A total solar eclipse is where the moon will completely cover the sun.

NASA's path of totality maps show a crisply defined, 70-mile-wide path where the moon blocks 100 percent of the sun. The closer you are to this path of total eclipse, the bigger the partial eclipse you will see. The eclipse itself ends at 4:01 p.m. EDT.

21, all of North America will be treated to an eclipse of the Sun, and NASA Television will carry it live from coast to coast from unique vantage points on the ground and from aircraft and spacecraft, including the International Space Station.

Experience this month's solar eclipse safely
Unlike places like Hopkinsville, which will experience a total eclipse, areas like Evansville will only see a partial eclipse. Specialty solar glasses that meet the global standard ISO 12312-2 for direct observation of the sun should be used.

Watch the weather. While the sky will still get dark if clouds cover the sun, you won't see the dramatic effects of the eclipse. Food will be available for purchase, and free solar eclipse glasses will be available for viewing.

The eclipse isn't just a couple of moments in the dark in the middle of the day.

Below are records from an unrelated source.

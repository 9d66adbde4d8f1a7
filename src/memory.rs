use std::{fs, io::Read, path::Path};

use crate::config::Config;
use crate::error::{Error, Result};
use crate::registers::{IndexRegister, ProgramCounter};

pub type TypeAddr = u16; // in reality u12
type FontBytes = [u8; GLYPH_SIZE * 16];

pub const MEMORY_SIZE: usize = 4096;
pub const STACK_DEPTH: usize = 16;
/// bytes per hex digit glyph
pub const GLYPH_SIZE: usize = 5;

const DEFAULT_FONT: FontBytes = [
    0xF0, 0x90, 0x90, 0x90, 0xF0, // 0
    0x20, 0x60, 0x20, 0x20, 0x70, // 1
    0xF0, 0x10, 0xF0, 0x80, 0xF0, // 2
    0xF0, 0x10, 0xF0, 0x10, 0xF0, // 3
    0x90, 0x90, 0xF0, 0x10, 0x10, // 4
    0xF0, 0x80, 0xF0, 0x10, 0xF0, // 5
    0xF0, 0x80, 0xF0, 0x90, 0xF0, // 6
    0xF0, 0x10, 0x20, 0x40, 0x40, // 7
    0xF0, 0x90, 0xF0, 0x90, 0xF0, // 8
    0xF0, 0x90, 0xF0, 0x10, 0xF0, // 9
    0xF0, 0x90, 0xF0, 0x90, 0x90, // A
    0xE0, 0x90, 0xE0, 0x90, 0xE0, // B
    0xF0, 0x80, 0x80, 0x80, 0xF0, // C
    0xE0, 0x90, 0x90, 0x90, 0xE0, // D
    0xF0, 0x80, 0xF0, 0x80, 0xF0, // E
    0xF0, 0x80, 0xF0, 0x80, 0x80, // F
];

pub struct Font {
    data: FontBytes,
    base: TypeAddr,
}

impl Font {
    fn at(base: TypeAddr) -> Self {
        Self {
            data: DEFAULT_FONT,
            base,
        }
    }

    /// Address of the glyph for a hex digit; only the low nibble counts.
    pub fn glyph_addr(&self, digit: u8) -> TypeAddr {
        self.base + (GLYPH_SIZE as TypeAddr) * (digit & 0xF) as TypeAddr
    }
}

pub struct Memory {
    // 4k bytes
    bytes: [u8; MEMORY_SIZE],
    pub pc: ProgramCounter,
    pub index: IndexRegister,
    pub font: Font,
    pub stack: Stack,
    load_address: TypeAddr,
}

impl Memory {
    /// Fresh memory with the font copied in and the pc at the load address.
    ///
    /// Font bytes that would land past the end of memory are dropped; callers
    /// validate the layout with [`Config::validate`] first.
    pub fn new(config: &Config) -> Self {
        let font = Font::at(config.font_address);
        let mut bytes = [0; MEMORY_SIZE];
        let start = config.font_address as usize;
        for (slot, glyph_byte) in bytes.iter_mut().skip(start).zip(font.data.iter()) {
            *slot = *glyph_byte;
        }

        Self {
            bytes,
            pc: ProgramCounter(config.load_address),
            index: IndexRegister(0x0),
            stack: Stack::new(),
            font,
            load_address: config.load_address,
        }
    }

    pub fn set(&mut self, addr: usize, val: u8) -> Result<()> {
        let slot = self
            .bytes
            .get_mut(addr)
            .ok_or(Error::MemoryOutOfBounds { address: addr })?;
        *slot = val;
        Ok(())
    }

    pub fn get(&self, addr: usize) -> Result<u8> {
        self.bytes
            .get(addr)
            .copied()
            .ok_or(Error::MemoryOutOfBounds { address: addr })
    }

    /// `len` bytes starting at `addr`. A span running off the end reports
    /// `addr` if it is already outside memory, else the end of memory.
    pub fn slice(&self, addr: usize, len: usize) -> Result<&[u8]> {
        check_span(addr, len)?;
        Ok(&self.bytes[addr..addr + len])
    }

    pub fn slice_mut(&mut self, addr: usize, len: usize) -> Result<&mut [u8]> {
        check_span(addr, len)?;
        Ok(&mut self.bytes[addr..addr + len])
    }

    /// skip the next instruction
    pub fn increment_pc(&mut self) {
        self.pc.increment();
    }

    pub fn decrement_pc(&mut self) {
        self.pc.decrement();
    }

    /// Reads the big-endian word at the pc and moves the pc past it.
    pub fn next_instruction(&mut self) -> Result<u16> {
        let at = self.pc.0 as usize;
        let (l, r) = (self.get(at)?, self.get(at + 1)?);
        self.increment_pc();
        Ok(((l as u16) << 8) | r as u16)
    }

    pub fn set_pc(&mut self, addr: TypeAddr) {
        self.pc.set_addr(addr);
    }

    pub fn set_index(&mut self, addr: TypeAddr) {
        self.index.set_addr(addr);
    }

    pub fn max_rom_size(&self) -> usize {
        MEMORY_SIZE.saturating_sub(self.load_address as usize)
    }

    /// Copies program bytes in at the load address. Nothing is written if
    /// the program does not fit.
    pub fn load_rom(&mut self, bytes: &[u8]) -> Result<()> {
        let max_size = self.max_rom_size();
        if bytes.len() > max_size {
            return Err(Error::RomTooLarge {
                size: bytes.len(),
                max_size,
            });
        }
        let start_index = self.load_address as usize;
        self.bytes[start_index..start_index + bytes.len()].copy_from_slice(bytes);
        log::debug!(
            "loaded {} byte rom at {:#05X}",
            bytes.len(),
            self.load_address
        );
        Ok(())
    }

    pub fn load_rom_from_reader<R: Read>(&mut self, mut reader: R) -> Result<()> {
        let mut program = Vec::new();
        reader.read_to_end(&mut program)?;
        self.load_rom(&program)
    }

    pub fn load_rom_by_file<P: AsRef<Path>>(&mut self, path: P) -> Result<()> {
        let program = fs::read(path)?;
        self.load_rom(&program)
    }
}

fn check_span(addr: usize, len: usize) -> Result<()> {
    let end = addr.saturating_add(len);
    if end > MEMORY_SIZE {
        let address = addr.max(MEMORY_SIZE);
        return Err(Error::MemoryOutOfBounds { address });
    }
    Ok(())
}

/// Return addresses for nested subroutine calls.
///
/// `sp` counts the frames in use: a push stores at `addresses[sp]` then
/// increments, a pop decrements then loads.
#[derive(Debug, Clone, PartialEq, Eq)]
pub struct Stack {
    addresses: [TypeAddr; STACK_DEPTH],
    sp: u8,
}

impl Stack {
    pub fn new() -> Self {
        Self {
            addresses: [0; STACK_DEPTH],
            sp: 0,
        }
    }

    /// `None` when all 16 slots are taken.
    pub fn push(&mut self, addr: TypeAddr) -> Option<()> {
        let slot = self.addresses.get_mut(self.sp as usize)?;
        *slot = addr;
        self.sp += 1;
        Some(())
    }

    pub fn pop(&mut self) -> Option<TypeAddr> {
        self.sp = self.sp.checked_sub(1)?;
        Some(self.addresses[self.sp as usize])
    }

    pub fn depth(&self) -> usize {
        self.sp as usize
    }
}

impl Default for Stack {
    fn default() -> Self {
        Self::new()
    }
}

In addition to its preparation event, the Fort Wayne Astronomical Society also will help people experience the solar eclipse by having members out from noon to 3 p.m. August 21 in the plaza outside the main library, a group news release said. Most people will expect to see it in some way even if only on television. The Bravas and Ragin' Cajun food trucks also will be parked nearby so people can enjoy food while they watch.

And finally, try your local library for eclipse viewing parties. "It is not for direct sight and eye damages won't be noticed right away". Read and follow any instructions printed on or packaged with the filter. For anyone at a place where a partial solar eclipse with occur, the use of solar filters is mandatory. While this may not cause permanent blindness, people who stare at the eclipse for long enough without eye protection could suffer permanent damage to their vision. Do not remove them while looking at the sun.

Aspiring eclipse watchers in northern IL only will be able to see about 87 percent of the sun obscured. These can easily be made by simply poking a pin-sized hole (thus the name) in a piece of cardboard, and then holding the cardboard such that the sunlight passes through the hole and falls onto a viewing surface (a white piece of paper, sidewalk, garage door, etc.) To focus the image, the observer simply moves the cardboard farther or nearer from the viewing surface.